# Work instruction
Within the listing below, how many lines contain the word "await"? Answer with the number only.

● ● ●

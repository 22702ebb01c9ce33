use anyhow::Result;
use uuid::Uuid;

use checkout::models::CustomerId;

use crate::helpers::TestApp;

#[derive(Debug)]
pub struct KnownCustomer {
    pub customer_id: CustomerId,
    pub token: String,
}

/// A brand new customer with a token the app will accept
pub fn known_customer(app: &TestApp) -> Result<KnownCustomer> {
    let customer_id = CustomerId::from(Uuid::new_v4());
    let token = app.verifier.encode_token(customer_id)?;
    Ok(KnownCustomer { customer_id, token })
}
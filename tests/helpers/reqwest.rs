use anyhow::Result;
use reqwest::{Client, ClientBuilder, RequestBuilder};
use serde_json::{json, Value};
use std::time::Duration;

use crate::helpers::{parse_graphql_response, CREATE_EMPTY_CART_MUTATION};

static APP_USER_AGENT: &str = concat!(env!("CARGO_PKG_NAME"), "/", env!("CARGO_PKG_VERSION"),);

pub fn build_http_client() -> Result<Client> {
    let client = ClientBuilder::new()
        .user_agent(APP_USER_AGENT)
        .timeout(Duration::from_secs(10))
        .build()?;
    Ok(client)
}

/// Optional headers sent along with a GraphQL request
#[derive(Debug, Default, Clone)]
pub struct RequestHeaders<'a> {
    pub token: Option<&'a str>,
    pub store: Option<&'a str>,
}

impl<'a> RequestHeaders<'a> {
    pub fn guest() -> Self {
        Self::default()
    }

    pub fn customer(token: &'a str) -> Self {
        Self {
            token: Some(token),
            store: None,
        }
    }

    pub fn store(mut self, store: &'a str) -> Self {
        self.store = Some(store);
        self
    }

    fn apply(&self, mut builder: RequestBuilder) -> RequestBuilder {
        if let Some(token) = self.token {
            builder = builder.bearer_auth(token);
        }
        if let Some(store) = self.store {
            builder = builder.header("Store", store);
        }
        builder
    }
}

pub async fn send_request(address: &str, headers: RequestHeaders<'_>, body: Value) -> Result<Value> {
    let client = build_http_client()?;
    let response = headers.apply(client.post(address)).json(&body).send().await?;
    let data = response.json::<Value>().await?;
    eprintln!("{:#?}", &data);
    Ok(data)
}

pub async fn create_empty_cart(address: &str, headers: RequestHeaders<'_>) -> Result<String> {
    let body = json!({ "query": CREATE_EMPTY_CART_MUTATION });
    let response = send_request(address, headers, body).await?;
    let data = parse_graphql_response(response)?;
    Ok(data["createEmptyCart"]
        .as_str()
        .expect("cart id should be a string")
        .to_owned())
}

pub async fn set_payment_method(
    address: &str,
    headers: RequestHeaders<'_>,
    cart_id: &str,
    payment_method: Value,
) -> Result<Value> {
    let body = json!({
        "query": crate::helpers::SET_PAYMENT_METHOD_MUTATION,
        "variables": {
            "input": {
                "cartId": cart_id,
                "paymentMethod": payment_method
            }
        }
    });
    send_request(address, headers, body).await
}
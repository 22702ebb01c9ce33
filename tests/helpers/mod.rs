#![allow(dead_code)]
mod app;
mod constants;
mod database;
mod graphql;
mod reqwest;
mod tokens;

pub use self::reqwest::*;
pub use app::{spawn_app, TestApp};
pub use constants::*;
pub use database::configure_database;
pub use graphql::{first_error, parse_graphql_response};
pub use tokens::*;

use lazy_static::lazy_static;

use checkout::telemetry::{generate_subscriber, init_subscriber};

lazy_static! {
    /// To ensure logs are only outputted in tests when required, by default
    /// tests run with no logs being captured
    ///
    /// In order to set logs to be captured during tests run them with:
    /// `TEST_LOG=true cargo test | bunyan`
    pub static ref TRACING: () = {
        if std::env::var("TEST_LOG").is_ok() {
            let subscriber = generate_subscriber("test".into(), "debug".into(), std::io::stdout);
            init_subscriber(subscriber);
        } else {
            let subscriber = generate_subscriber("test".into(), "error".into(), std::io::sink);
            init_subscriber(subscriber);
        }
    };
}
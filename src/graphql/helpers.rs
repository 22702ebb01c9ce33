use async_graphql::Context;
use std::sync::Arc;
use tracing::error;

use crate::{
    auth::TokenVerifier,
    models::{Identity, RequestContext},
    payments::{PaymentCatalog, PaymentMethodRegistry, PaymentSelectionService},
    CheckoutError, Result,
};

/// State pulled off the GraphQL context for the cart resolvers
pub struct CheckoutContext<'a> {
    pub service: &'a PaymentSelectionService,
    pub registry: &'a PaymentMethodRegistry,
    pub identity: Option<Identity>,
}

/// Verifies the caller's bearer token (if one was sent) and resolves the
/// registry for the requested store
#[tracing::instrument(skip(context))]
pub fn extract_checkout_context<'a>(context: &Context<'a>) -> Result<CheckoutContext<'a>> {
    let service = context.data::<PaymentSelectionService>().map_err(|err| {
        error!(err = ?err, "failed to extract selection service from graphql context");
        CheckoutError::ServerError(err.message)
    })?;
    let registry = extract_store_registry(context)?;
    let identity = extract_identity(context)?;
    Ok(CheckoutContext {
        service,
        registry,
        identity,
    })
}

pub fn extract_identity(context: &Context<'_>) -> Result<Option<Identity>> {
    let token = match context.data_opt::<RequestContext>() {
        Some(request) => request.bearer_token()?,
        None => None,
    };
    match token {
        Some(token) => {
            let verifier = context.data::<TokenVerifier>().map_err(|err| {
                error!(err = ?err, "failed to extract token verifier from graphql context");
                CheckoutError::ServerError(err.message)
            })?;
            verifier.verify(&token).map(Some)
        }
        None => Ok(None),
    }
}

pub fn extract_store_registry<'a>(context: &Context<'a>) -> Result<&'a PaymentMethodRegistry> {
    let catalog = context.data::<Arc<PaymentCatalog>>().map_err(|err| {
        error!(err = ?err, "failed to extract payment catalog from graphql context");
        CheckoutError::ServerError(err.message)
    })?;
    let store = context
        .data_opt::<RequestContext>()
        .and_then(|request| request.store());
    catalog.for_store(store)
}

● ● ●

# Solution for this exercise
4